A Generic Framework for Extraction of Knowledge from Social Web Sources (Social Networking Websites) for an Online Recommendation System
IRRODL Volume 16, Number 2, ISSN 1492-3831 Publisher: Athabasca University Press
Mining social web data is a challenging task and finding user interest for personalized and non-personalized recommendation systems is another important task. Knowledge sharing among web users has become crucial in determining usage of web data and personalizing content in various social websites as per the user's wish. This paper aims to design a framework for extracting knowledge from web sources for the end users to take a right decision at a crucial juncture. The web data is collected from various web sources and structured appropriately and stored as an ontology based data repository. The proposed framework implements an online recommender application for the learners online who pursue their graduation in an open and distance learning environment. This framework possesses three phases: data repository, knowledge engine, and online recommendation system. The data repository possesses common data which is attained by the process of acquiring data from various web sources.
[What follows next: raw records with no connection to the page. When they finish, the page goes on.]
//! One-shot command execution
//!
//! Non-interactive shells skip the user's rc files, so aliases and PATH tweaks
//! would be missing. Shells with a well-known rc file source it first; the
//! rest run as login shells.

use std::path::Path;
use std::process::Stdio;
use std::time::Duration;
use tokio::process::Command;

use agentrun_types::{ProcessEvent, COMMAND_SPAWN_FAILURE_CODE};

use super::events::EventSink;
use super::filter::strip_shell_integration;
use super::orchestrator::{drain_readers, pump_output};
use super::piped::exit_code;

/// Shell family, as far as command wrapping cares
#[derive(Debug, Clone, PartialEq, Eq)]
pub enum ShellKind {
    Zsh,
    Bash,
    Other(String),
}

impl ShellKind {
    /// Classify a shell by the file name of its path
    pub fn detect(shell: &str) -> Self {
        let name = Path::new(shell.trim())
            .file_name()
            .map(|n| n.to_string_lossy().to_lowercase())
            .unwrap_or_default();
        let name = name.strip_suffix(".exe").unwrap_or(&name).to_string();
        match name.as_str() {
            "zsh" => Self::Zsh,
            "bash" => Self::Bash,
            _ => Self::Other(name),
        }
    }

    pub fn rc_file(&self) -> Option<&'static str> {
        match self {
            Self::Zsh => Some("~/.zshrc"),
            Self::Bash => Some("~/.bashrc"),
            Self::Other(_) => None,
        }
    }
}

/// Program and arguments that actually get executed
#[derive(Debug, Clone, PartialEq, Eq)]
pub struct ShellInvocation {
    pub program: String,
    pub args: Vec<String>,
}

/// Quote `value` as a single POSIX shell word
pub fn shell_quote(value: &str) -> String {
    format!("'{}'", value.replace('\'', r"'\''"))
}

/// Build the invocation that runs `command` under `shell`
#[cfg(not(windows))]
pub fn wrap_command(shell: &str, command: &str) -> ShellInvocation {
    let kind = ShellKind::detect(shell);
    let shell_word = shell_quote(shell.trim());
    let line = match kind.rc_file() {
        Some(rc) => {
            // Sourcing is best effort; a broken rc file must not fail the command
            let script = format!("source {} >/dev/null 2>&1\n{}", rc, command);
            format!("{} -c {}", shell_word, shell_quote(&script))
        }
        None => format!("{} -l -c {}", shell_word, shell_quote(command)),
    };
    ShellInvocation {
        program: "/bin/sh".to_string(),
        args: vec!["-c".to_string(), line],
    }
}

#[cfg(windows)]
pub fn wrap_command(_shell: &str, command: &str) -> ShellInvocation {
    ShellInvocation {
        program: "cmd".to_string(),
        args: vec!["/C".to_string(), command.to_string()],
    }
}

/// Run `command` to completion, streaming `data`/`stderr` and ending with `command-exit`
pub(crate) async fn run_command(
    events: &EventSink,
    session_id: &str,
    command: &str,
    cwd: &Path,
    shell: &str,
    drain_timeout: Duration,
) -> i32 {
    let invocation = wrap_command(shell, command);
    log::debug!("[{}] running {:?}", session_id, invocation);

    let spawned = Command::new(&invocation.program)
        .args(&invocation.args)
        .current_dir(cwd)
        .stdin(Stdio::null())
        .stdout(Stdio::piped())
        .stderr(Stdio::piped())
        .kill_on_drop(true)
        .spawn();

    let mut child = match spawned {
        Ok(child) => child,
        Err(e) => {
            log::warn!("[{}] failed to run command: {}", session_id, e);
            events.emit(ProcessEvent::error(
                session_id,
                format!("Failed to execute command: {}", e),
            ));
            events.emit(ProcessEvent::command_exit(session_id, COMMAND_SPAWN_FAILURE_CODE));
            return COMMAND_SPAWN_FAILURE_CODE;
        }
    };

    let mut readers = Vec::with_capacity(2);
    if let Some(stdout) = child.stdout.take() {
        let events = events.clone();
        let id = session_id.to_string();
        readers.push(tokio::spawn(pump_output(stdout, move |text| {
            let cleaned = strip_shell_integration(&text);
            if !cleaned.is_empty() {
                events.emit(ProcessEvent::data(&id, cleaned));
            }
        })));
    }
    if let Some(stderr) = child.stderr.take() {
        let events = events.clone();
        let id = session_id.to_string();
        readers.push(tokio::spawn(pump_output(stderr, move |text| {
            events.emit(ProcessEvent::stderr(&id, text));
        })));
    }

    let code = exit_code(child.wait().await);
    drain_readers(session_id, readers, drain_timeout).await;

    log::debug!("[{}] command finished with code {}", session_id, code);
    events.emit(ProcessEvent::command_exit(session_id, code));
    code
}

#[cfg(test)]
mod tests {
    use super::*;
    use pretty_assertions::assert_eq;

    #[test]
    fn detects_shell_by_basename() {
        assert_eq!(ShellKind::detect("/bin/zsh"), ShellKind::Zsh);
        assert_eq!(ShellKind::detect("/usr/local/bin/bash"), ShellKind::Bash);
        assert_eq!(ShellKind::detect("bash"), ShellKind::Bash);
        assert_eq!(ShellKind::detect("/usr/bin/fish"), ShellKind::Other("fish".to_string()));
        assert_eq!(ShellKind::detect("/bin/sh").rc_file(), None);
    }

    #[test]
    fn quotes_embedded_single_quotes() {
        assert_eq!(shell_quote("plain"), "'plain'");
        assert_eq!(shell_quote("it's"), r"'it'\''s'");
    }

    #[cfg(unix)]
    #[test]
    fn zsh_sources_rc_file_first() {
        let invocation = wrap_command("/bin/zsh", "ll");
        assert_eq!(invocation.program, "/bin/sh");
        assert_eq!(
            invocation.args,
            vec![
                "-c".to_string(),
                "'/bin/zsh' -c 'source ~/.zshrc >/dev/null 2>&1\nll'".to_string(),
            ]
        );
    }

    #[cfg(unix)]
    #[test]
    fn other_shells_run_as_login_shell() {
        let invocation = wrap_command("/usr/bin/fish", "echo 'hi'");
        assert_eq!(
            invocation.args[1],
            r"'/usr/bin/fish' -l -c 'echo '\''hi'\'''"
        );
    }

    #[cfg(unix)]
    #[tokio::test]
    async fn streams_output_and_reports_exit() {
        let (events, mut rx) = EventSink::channel();
        let code = run_command(
            &events,
            "cmd-1",
            "printf out; printf err >&2; exit 4",
            Path::new("/"),
            "/bin/sh",
            Duration::from_secs(2),
        )
        .await;
        assert_eq!(code, 4);
        drop(events);

        let mut received = Vec::new();
        while let Some(event) = rx.recv().await {
            received.push(event);
        }
        assert!(received.contains(&ProcessEvent::data("cmd-1", "out")));
        assert!(received.contains(&ProcessEvent::stderr("cmd-1", "err")));
        assert_eq!(received.last(), Some(&ProcessEvent::command_exit("cmd-1", 4)));
    }

    #[cfg(unix)]
    #[tokio::test]
    async fn missing_cwd_is_a_spawn_failure() {
        let (events, mut rx) = EventSink::channel();
        let code = run_command(
            &events,
            "cmd-2",
            "true",
            Path::new("/definitely/not/here"),
            "/bin/sh",
            Duration::from_secs(1),
        )
        .await;
        assert_eq!(code, 1);
        assert!(matches!(rx.recv().await, Some(ProcessEvent::Error { .. })));
        assert_eq!(rx.recv().await, Some(ProcessEvent::command_exit("cmd-2", 1)));
    }
}
/// Wait for output readers so nothing is emitted after `exit`
pub(crate) async fn drain_readers(session_id: &str, readers: Vec<JoinHandle<()>>, timeout: Duration) {
    let deadline = tokio::time::Instant::now() + timeout;
    for mut reader in readers {
        if tokio::time::timeout_at(deadline, &mut reader).await.is_err() {
            log::debug!("[{}] output still open after exit, dropping it", session_id);
            reader.abort();
        }
    }
}

/// Read a stream to EOF, handing complete text chunks to `on_text`
pub(crate) async fn pump_output<R>(mut reader: R, mut on_text: impl FnMut(String))
where
    R: AsyncRead + Unpin,
{
    let mut assembler = ChunkAssembler::new();
    let mut buffer = vec![0u8; READ_BUFFER_SIZE];
    loop {
        match reader.read(&mut buffer).await {
            Ok(0) => break,
            Ok(n) => {
                let text = assembler.push(&buffer[..n]);
                if !text.is_empty() {
                    on_text(text);
                }
            }
            Err(e) if e.kind() == ErrorKind::Interrupted => continue,
            Err(e) => {
                log::debug!("output stream read failed: {}", e);
                break;
            }
        }
    }
    let rest = assembler.flush();
    if !rest.is_empty() {
        on_text(rest);
    }
}

async fn pump_stdin(ctx: SessionContext, mut stdin: ChildStdin, mut rx: mpsc::UnboundedReceiver<Vec<u8>>) {
    while let Some(bytes) = rx.recv().await {
        let result = async {
            stdin.write_all(&bytes).await?;
            stdin.flush().await
        }
        .await;
        if let Err(e) = result {
            log::warn!("[{}] stdin write failed: {}", ctx.session_id, e);
            ctx.events.emit(ProcessEvent::error(
                &ctx.session_id,
                format!("stdin write failed: {}", e),
            ));
            break;
        }
    }
    // Dropping stdin here closes the pipe
}
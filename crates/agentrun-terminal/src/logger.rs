use std::fs::{File, OpenOptions};
use std::io::Write;
use std::path::{Path, PathBuf};
use std::sync::Mutex;
use anyhow::{Result, Context};
use chrono::Utc;
use serde_json::json;

/// Per-session JSONL log of process I/O and lifecycle events
#[derive(Debug)]
pub struct SessionLogger {
    session_id: String,
    path: PathBuf,
    log_file: Mutex<File>,
}

impl SessionLogger {
    /// Create a new session logger writing to `<log_dir>/session-<id>.log`
    pub fn new(session_id: &str, log_dir: &Path) -> Result<Self> {
        // Ensure log directory exists
        std::fs::create_dir_all(log_dir)
            .context("Failed to create log directory")?;

        let path = log_dir.join(format!("session-{}.log", sanitize(session_id)));

        let log_file = OpenOptions::new()
            .create(true)
            .append(true)
            .open(&path)
            .context("Failed to create log file")?;

        Ok(Self {
            session_id: session_id.to_string(),
            path,
            log_file: Mutex::new(log_file),
        })
    }

    pub fn path(&self) -> &Path {
        &self.path
    }

    /// Log input written to the process
    pub fn log_input(&self, data: &str) {
        self.log_direction("in", data);
    }

    /// Log output surfaced to the caller
    pub fn log_output(&self, data: &str) {
        self.log_direction("out", data);
    }

    /// Log stderr output
    pub fn log_stderr(&self, data: &str) {
        self.log_direction("err", data);
    }

    pub fn log_spawn(&self, mode: &str, pid: Option<u32>) {
        self.write_entry(json!({
            "timestamp": Utc::now().to_rfc3339(),
            "session_id": self.session_id,
            "event": "spawn",
            "mode": mode,
            "pid": pid,
        }));
    }

    /// Log resize event
    pub fn log_resize(&self, cols: u16, rows: u16) {
        self.write_entry(json!({
            "timestamp": Utc::now().to_rfc3339(),
            "session_id": self.session_id,
            "event": "resize",
            "cols": cols,
            "rows": rows,
        }));
    }

    pub fn log_exit(&self, code: i32) {
        self.write_entry(json!({
            "timestamp": Utc::now().to_rfc3339(),
            "session_id": self.session_id,
            "event": "exit",
            "code": code,
        }));
    }

    fn log_direction(&self, direction: &str, data: &str) {
        self.write_entry(json!({
            "timestamp": Utc::now().to_rfc3339(),
            "session_id": self.session_id,
            "direction": direction,
            "data": data,
        }));
    }

    // Logging never affects the session itself
    fn write_entry(&self, entry: serde_json::Value) {
        if let Err(e) = self.try_write(&entry) {
            log::warn!("[{}] session log write failed: {:#}", self.session_id, e);
        }
    }

    fn try_write(&self, entry: &serde_json::Value) -> Result<()> {
        let mut file = self.log_file.lock().unwrap_or_else(|e| e.into_inner());
        writeln!(file, "{}", entry)
            .context("Failed to write to log file")?;
        file.flush()?;
        Ok(())
    }
}

fn sanitize(session_id: &str) -> String {
    session_id
        .chars()
        .map(|c| if c.is_ascii_alphanumeric() || c == '-' || c == '_' { c } else { '_' })
        .collect()
}

#[cfg(test)]
mod tests {
    use super::*;
    use tempfile::TempDir;

    #[test]
    fn writes_one_json_line_per_event() {
        let dir = TempDir::new().unwrap();
        let logger = SessionLogger::new("sess/1", dir.path()).unwrap();
        logger.log_spawn("batch-agent", Some(42));
        logger.log_input("ls\n");
        logger.log_output("file.txt");
        logger.log_exit(0);

        assert!(logger.path().ends_with("session-sess_1.log"));
        let content = std::fs::read_to_string(logger.path()).unwrap();
        let lines: Vec<serde_json::Value> = content
            .lines()
            .map(|l| serde_json::from_str(l).unwrap())
            .collect();
        assert_eq!(lines.len(), 4);
        assert_eq!(lines[0]["event"], "spawn");
        assert_eq!(lines[0]["pid"], 42);
        assert_eq!(lines[1]["direction"], "in");
        assert_eq!(lines[2]["data"], "file.txt");
        assert_eq!(lines[3]["code"], 0);
    }
}
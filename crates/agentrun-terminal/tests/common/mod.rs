#![allow(dead_code)]

use std::collections::HashSet;
use std::time::Duration;
use tempfile::TempDir;
use tokio::sync::mpsc::UnboundedReceiver;
use agentrun_terminal::{OrchestratorConfig, ProcessConfig, ProcessEvent};

/// Common fixtures for orchestrator tests
pub struct TestFixtures {
    pub temp_dir: TempDir,
}

impl TestFixtures {
    pub fn new() -> Self {
        Self {
            temp_dir: TempDir::new().expect("Failed to create temp directory"),
        }
    }

    pub fn config(&self) -> OrchestratorConfig {
        OrchestratorConfig {
            drain_timeout_ms: 2_000,
            ..OrchestratorConfig::default()
        }
    }

    /// An "agent" that is really a shell script
    pub fn script_agent(&self, session_id: &str, script: &str) -> ProcessConfig {
        ProcessConfig::agent(session_id, "claude", "/bin/sh", self.temp_dir.path())
            .with_args(["-c", script, "sh"])
    }
}

/// Receive events until the session's `exit`, failing after a timeout
pub async fn collect_until_exit(rx: &mut UnboundedReceiver<ProcessEvent>, session_id: &str) -> Vec<ProcessEvent> {
    let collect = async {
        let mut events = Vec::new();
        while let Some(event) = rx.recv().await {
            let done = event.session_id() == session_id && matches!(event, ProcessEvent::Exit { .. });
            events.push(event);
            if done {
                break;
            }
        }
        events
    };
    tokio::time::timeout(Duration::from_secs(15), collect)
        .await
        .expect("timed out waiting for exit event")
}

/// Receive events until every listed session has exited, in any order
pub async fn collect_until_all_exit(rx: &mut UnboundedReceiver<ProcessEvent>, session_ids: &[&str]) -> Vec<ProcessEvent> {
    let collect = async {
        let mut pending: HashSet<&str> = session_ids.iter().copied().collect();
        let mut events = Vec::new();
        while let Some(event) = rx.recv().await {
            if let ProcessEvent::Exit { session_id, .. } = &event {
                pending.remove(session_id.as_str());
            }
            events.push(event);
            if pending.is_empty() {
                break;
            }
        }
        events
    };
    tokio::time::timeout(Duration::from_secs(15), collect)
        .await
        .expect("timed out waiting for exit events")
}

/// Receive events until the concatenated output of the session contains `needle`
pub async fn wait_for_output(rx: &mut UnboundedReceiver<ProcessEvent>, session_id: &str, needle: &str) -> String {
    let wait = async {
        let mut output = String::new();
        while let Some(event) = rx.recv().await {
            if let ProcessEvent::Data { session_id: id, text } = &event {
                if id == session_id {
                    assert!(!text.is_empty(), "empty data event for {}", session_id);
                    output.push_str(text);
                    if output.contains(needle) {
                        break;
                    }
                }
            }
        }
        output
    };
    tokio::time::timeout(Duration::from_secs(15), wait)
        .await
        .expect("timed out waiting for output")
}

/// Concatenated `data` text of one session
pub fn data_text(events: &[ProcessEvent], session_id: &str) -> String {
    events
        .iter()
        .filter_map(|event| match event {
            ProcessEvent::Data { session_id: id, text } if id == session_id => Some(text.as_str()),
            _ => None,
        })
        .collect()
}
use anyhow::{Context, Result};
use colored::Colorize;
use std::env;
use std::io::Write;
use std::path::{Path, PathBuf};
use tokio::io::{AsyncBufReadExt, BufReader};
use tokio::sync::mpsc::UnboundedReceiver;
use uuid::Uuid;

use clap::Parser;

use agentrun_terminal::{OrchestratorConfig, ProcessConfig, ProcessEvent, ProcessOrchestrator};
use agentrun_types::UNKNOWN_EXIT_CODE;

mod cli;

use cli::{Cli, Commands};

#[tokio::main]
async fn main() -> Result<()> {
    // Load environment variables from .env file if it exists
    dotenvy::dotenv().ok();

    env_logger::Builder::from_env(env_logger::Env::default().default_filter_or("warn")).init();

    let cli = Cli::parse();
    let config = load_config(cli.config.as_deref())?;

    let code = match cli.command {
        Commands::Exec { command, shell, cwd } => {
            let cwd = resolve_cwd(cwd)?;
            let shell = config.resolve_shell(shell.as_deref());
            run_exec(config, &command, &cwd, &shell, cli.json).await?
        }
        Commands::Ask { agent, prompt, bin, args, cwd } => {
            let cwd = resolve_cwd(cwd)?;
            let bin = bin.unwrap_or_else(|| agent.clone());
            let session_id = format!("ask-{}", Uuid::new_v4());
            let process = ProcessConfig::agent(&session_id, agent, bin, cwd)
                .with_args(args)
                .with_prompt(prompt);
            run_ask(config, process, cli.json).await?
        }
        Commands::Shell { shell, cwd } => {
            let cwd = resolve_cwd(cwd)?;
            let session_id = format!("shell-{}", Uuid::new_v4());
            let mut process = ProcessConfig::terminal(&session_id, cwd);
            process.shell = shell;
            run_shell(config, process, cli.json).await?
        }
        Commands::Config => {
            print!("{}", toml::to_string_pretty(&config).context("Failed to render config")?);
            0
        }
    };

    if code != 0 {
        std::process::exit(code);
    }
    Ok(())
}

fn load_config(path: Option<&Path>) -> Result<OrchestratorConfig> {
    let config = match path {
        Some(path) => OrchestratorConfig::load_from_file(path)?,
        None => OrchestratorConfig::default(),
    };
    config.apply_env()
}

fn resolve_cwd(cwd: Option<PathBuf>) -> Result<PathBuf> {
    match cwd {
        Some(cwd) => Ok(cwd),
        None => env::current_dir().context("Failed to determine current directory"),
    }
}

async fn run_exec(config: OrchestratorConfig, command: &str, cwd: &Path, shell: &str, json: bool) -> Result<i32> {
    let (orchestrator, rx) = ProcessOrchestrator::new(config);
    let session_id = format!("exec-{}", Uuid::new_v4());

    let printer = tokio::spawn(print_events(rx, session_id.clone(), json));
    let code = orchestrator.run_command(&session_id, command, cwd, shell).await;
    printer.await??;
    Ok(code)
}

async fn run_ask(config: OrchestratorConfig, process: ProcessConfig, json: bool) -> Result<i32> {
    let (orchestrator, rx) = ProcessOrchestrator::new(config);
    let session_id = process.session_id.clone();

    orchestrator.spawn(process).await?;
    print_events(rx, session_id, json).await
}

async fn run_shell(config: OrchestratorConfig, process: ProcessConfig, json: bool) -> Result<i32> {
    let (orchestrator, rx) = ProcessOrchestrator::new(config);
    let session_id = process.session_id.clone();

    orchestrator.spawn(process).await?;
    let mut printer = tokio::spawn(print_events(rx, session_id.clone(), json));
    let mut lines = BufReader::new(tokio::io::stdin()).lines();

    loop {
        tokio::select! {
            result = &mut printer => return result?,
            line = lines.next_line() => match line? {
                Some(line) => {
                    if !orchestrator.write(&session_id, &format!("{}\n", line)) {
                        log::warn!("[{}] input not delivered", session_id);
                    }
                }
                None => {
                    orchestrator.kill(&session_id);
                    break;
                }
            },
            _ = tokio::signal::ctrl_c() => {
                orchestrator.interrupt(&session_id);
            }
        }
    }

    printer.await?
}

/// Print events until the session's final event, returning its exit code
async fn print_events(mut rx: UnboundedReceiver<ProcessEvent>, session_id: String, json: bool) -> Result<i32> {
    while let Some(event) = rx.recv().await {
        if json {
            println!("{}", serde_json::to_string(&event)?);
        } else {
            render_event(&event)?;
        }

        if event.session_id() == session_id {
            match event {
                ProcessEvent::Exit { code, .. } | ProcessEvent::CommandExit { code, .. } => return Ok(code),
                _ => {}
            }
        }
    }
    Ok(UNKNOWN_EXIT_CODE)
}

fn render_event(event: &ProcessEvent) -> Result<()> {
    match event {
        ProcessEvent::Data { text, .. } => {
            let mut stdout = std::io::stdout().lock();
            stdout.write_all(text.as_bytes())?;
            stdout.flush()?;
        }
        ProcessEvent::Stderr { text, .. } => {
            eprint!("{}", text.red());
        }
        ProcessEvent::Error { message, .. } => {
            eprintln!("{} {}", "error:".red().bold(), message);
        }
        ProcessEvent::SessionId { captured_id, .. } => {
            eprintln!("\n{} {}", "session:".dimmed(), captured_id.cyan());
        }
        ProcessEvent::Exit { code, .. } | ProcessEvent::CommandExit { code, .. } => {
            if *code != 0 {
                eprintln!("{}", format!("exited with code {}", code).yellow());
            }
        }
    }
    Ok(())
}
The knowledge engine collects the semantic data from the ontology based data repository and maps it to the user through the query processor component. Establishment of an online recommendation system is used to make recommendations to the user for a decision making process. This research work is implemented with the help of an experimental case study which deals with an online recommendation system for the career guidance of a learner. The online recommendation application is implemented with the help of R-tool, NLP parser and clustering algorithm.This research study will help users to attain semantic knowledge from heterogeneous web sources and to make decisions.
Sathick, J. & Venkat, J. (2015). A Generic Framework for Extraction of Knowledge from Social Web Sources (Social Networking Websites) for an Online Recommendation System. The International Review of Research in Open and Distributed Learning, 16(2), 247-271. Athabasca University Press.